= Margaret Ratner Kunstler =

Civil rights attorney

Margaret Ratner Kunstler is a civil rights attorney who has worked with WikiLeaks, Julian Assange, and Sarah Harrison. She has also worked with Anonymous and was the attorney for Jeremy Hammond. Kunstler graduated from Sarah Lawrence College and Columbia Law School. She was the co-chair of the February 2022 Belmarsh Tribunal organized by Progressive International in New York City. After her husband, attorney William Kunstler, died, a dispute started with his former law partner, Ronald L. Kuby, over the right to use his name.

== 2016 US Presidential election ==

=== Donald Trump Jr. and WikiLeaks ===

Messages from WikiLeaks to Donald Trump Jr. identified Kunstler as a person at WikiLeaks for the Trump administration to contact with 'information for publication'. Trump Jr. said he never responded to the request, and that he never communicated directly with Assange and all of his correspondence with WikiLeaks went through "a lady that appeared to work at a law firm".

=== Roger Stone, Randy Credico and WikiLeaks ===

Kunstler, who Randy Credico said he is "best friends" with, arranged for Assange to be on Credico's August 25, 2016 radio show. Roger Stone suggested that Kunstler might have been a source for Credico.

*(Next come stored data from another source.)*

use std::fs::File;
use std::io::BufReader;
use std::path::Path;
use std::time::Duration;

use glam::DVec3;
use serde::{Deserialize, Serialize};
use thiserror::Error;

use crate::discretization::grid::{GridError, VoxelGrid};
use crate::discretization::volume::VolumeOptions;
use crate::field::solver::SolveOptions;
use crate::models::electrode::ElectrodeKind;
use crate::numerics::solver::LinearBackend;
use crate::numerics::{Convergence, ConvergenceMetric, Tolerance};
use crate::physics::bc::BoundaryMode;

#[derive(Debug, Error)]
pub enum ConfigError {
    #[error("failed to read config: {0}")]
    Io(#[from] std::io::Error),
    #[error("failed to parse config: {0}")]
    Json(#[from] serde_json::Error),
    #[error("invalid config: {0}")]
    Invalid(String),
}

/// Everything needed to set up a [`crate::context::SimulationContext`].
#[derive(Debug, Clone, Default, PartialEq, Serialize, Deserialize)]
#[serde(default)]
pub struct SimulationConfig {
    pub grid: GridConfig,
    pub tissue: TissueConfig,
    pub electrode: ElectrodeConfig,
    pub solver: SolverConfig,
}

#[derive(Debug, Clone, PartialEq, Serialize, Deserialize)]
#[serde(default)]
pub struct GridConfig {
    pub dims: [usize; 3],
    /// Physical size of the box [mm].
    pub extent_mm: [f64; 3],
}

impl Default for GridConfig {
    fn default() -> Self {
        Self {
            dims: [30, 30, 30],
            extent_mm: [20.0, 20.0, 20.0],
        }
    }
}

#[derive(Debug, Clone, PartialEq, Serialize, Deserialize)]
#[serde(default)]
pub struct TissueConfig {
    pub seed: u64,
    pub heterogeneity: bool,
}

impl Default for TissueConfig {
    fn default() -> Self {
        Self {
            seed: 0,
            heterogeneity: true,
        }
    }
}

#[derive(Debug, Clone, PartialEq, Serialize, Deserialize)]
#[serde(default)]
pub struct ElectrodeConfig {
    pub kind: ElectrodeKind,
    /// Tip position [mm]; the centre of the grid when absent.
    pub tip: Option<[f64; 3]>,
    pub orientation: [f64; 3],
    pub seed: u64,
}

impl Default for ElectrodeConfig {
    fn default() -> Self {
        Self {
            kind: ElectrodeKind::Quadripolar,
            tip: None,
            orientation: [0.0, 0.0, 1.0],
            seed: 0,
        }
    }
}

#[derive(Debug, Clone, PartialEq, Serialize, Deserialize)]
#[serde(default)]
pub struct SolverConfig {
    pub boundary: BoundaryMode,
    pub backend: LinearBackend,
    pub abs_tolerance: f64,
    pub rel_tolerance: f64,
    pub max_iterations: usize,
    /// Wall-clock budget per linear solve; unlimited when absent.
    pub deadline_ms: Option<u64>,
}

impl Default for SolverConfig {
    fn default() -> Self {
        let defaults = SolveOptions::default();
        let (abs_tolerance, rel_tolerance) = match defaults.convergence.tolerance {
            Tolerance::Combined(a, r) => (a, r),
            Tolerance::Absolute(a) => (a, 0.0),
            Tolerance::Relative(r) => (0.0, r),
        };
        Self {
            boundary: defaults.boundary,
            backend: defaults.backend,
            abs_tolerance,
            rel_tolerance,
            max_iterations: defaults.max_iterations,
            deadline_ms: None,
        }
    }
}

impl SolverConfig {
    /// Solve options for one solve started now.
    pub fn solve_options(&self) -> SolveOptions {
        let mut options = SolveOptions::with_boundary(self.boundary).backend(self.backend);
        options.convergence = Convergence {
            tolerance: Tolerance::Combined(self.abs_tolerance, self.rel_tolerance),
            metric: ConvergenceMetric::L2Norm,
        };
        options.max_iterations = self.max_iterations;
        if let Some(ms) = self.deadline_ms {
            options = options.deadline_in(Duration::from_millis(ms));
        }
        options
    }
}

impl SimulationConfig {
    pub fn from_path<P: AsRef<Path>>(path: P) -> Result<Self, ConfigError> {
        let file = File::open(path)?;
        let config: Self = serde_json::from_reader(BufReader::new(file))?;
        config.validate()?;
        Ok(config)
    }

    pub fn from_json_str(json: &str) -> Result<Self, ConfigError> {
        let config: Self = serde_json::from_str(json)?;
        config.validate()?;
        Ok(config)
    }

    pub fn write_to_dir(&self, out_dir: &Path) -> Result<(), ConfigError> {
        let file = File::create(out_dir.join("config.json"))?;
        serde_json::to_writer_pretty(file, self)?;
        Ok(())
    }

    pub fn validate(&self) -> Result<(), ConfigError> {
        self.voxel_grid()
            .map_err(|e| ConfigError::Invalid(e.to_string()))?;

        let o = DVec3::from_array(self.electrode.orientation);
        if !o.is_finite() || o.length_squared() == 0.0 {
            return Err(ConfigError::Invalid(format!(
                "electrode orientation must be non-zero, got {:?}",
                self.electrode.orientation
            )));
        }
        if let Some(tip) = self.electrode.tip {
            if tip.iter().any(|x| !x.is_finite()) {
                return Err(ConfigError::Invalid(format!(
                    "electrode tip must be finite, got {tip:?}"
                )));
            }
        }

        let s = &self.solver;
        if !(s.abs_tolerance >= 0.0 && s.rel_tolerance >= 0.0) {
            return Err(ConfigError::Invalid(
                "solver tolerances must be non-negative".into(),
            ));
        }
        if s.max_iterations == 0 {
            return Err(ConfigError::Invalid(
                "solver max_iterations must be positive".into(),
            ));
        }
        Ok(())
    }

    pub fn voxel_grid(&self) -> Result<VoxelGrid, GridError> {
        VoxelGrid::new(self.grid.dims, self.grid.extent_mm)
    }

    pub fn volume_options(&self) -> VolumeOptions {
        VolumeOptions {
            heterogeneity: self.tissue.heterogeneity,
        }
    }

    /// Configured tip, or the centre of `grid`.
    pub fn electrode_tip(&self, grid: &VoxelGrid) -> DVec3 {
        match self.electrode.tip {
            Some(tip) => DVec3::from_array(tip),
            None => DVec3::from_array(grid.extent) * 0.5,
        }
    }
}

The Roger Stone indictment suggests that Kunstler may have been asked to act as an intermediary during the pre-election months. At Stone's trial, Credico testified that Stone was actively trying to get Assange a preemptive pardon, and that he talked to Kunstler about it.

In mid-September 2016, Roger Stone sent Randy Credico an email asking him to check allegations about Hillary Clinton, and Credico forwarded the email to Kunstler. Credico said he didn't take it seriously and sent it to an old account Kunstler didn't check often. On October 1, Credico sent Stone a text message saying "Big news Wednesday...now pretend u don’t know me...Hillary’s campaign will die this week."

In November 2017, Senator Dianne Feinstein sent Kunstler a letter asking Kunstler to testify and turn over communications with the Trump campaign and family, and records "of any effort to obtain or share" hacked emails from the DNC or Clinton campaign. Kunstler refused, citing attorney-client privilege.

In 2017 and 2018, Roger Stone threatened to make Credico's outreach to Kunstler public, and to file a bar complaint against Kunstler.

In 2019, Kunstler was a witness for the government in the case against Roger Stone, where she testified she mostly ignored Credico's email and said she didn't have insider knowledge about Assange's efforts during the 2016 campaign.

== Kunstler v. Central Intelligence Agency ==

Kunstler v. Central Intelligence Agency is a lawsuit filed in August 2022 by lawyers Margaret Kunstler and Deborah Hrbek, and journalists Charles Glass and John Goetz against the Central Intelligence Agency, former CIA Director Mike Pompeo, Undercover Global S.L. (UC Global), and UC Global's owner David Morales. The lawsuit alleges that UC Global, which was providing security for the Ecuadorian embassy in London, had recorded the complainants conversations with Julian Assange and copied their phones and computers. It alleges that UC Global provided the information it copied to the CIA, which was headed by Pompeo at the time. The CIA is prohibited from targeting U.S. citizens. In an internal email, Morales told workers that UC Global was profiling Assange's visitors and aides because he had been "informed of suspicions that [Assange] is working for the Russian intelligence services".

== Personal life ==
Margaret Ratner Kunstler was married to William Kunstler, who died in 1995. The two had two daughters Sarah Kunstler and Emily Kunstler, and several grandchildren.

Margaret was previously married to Michael Ratner.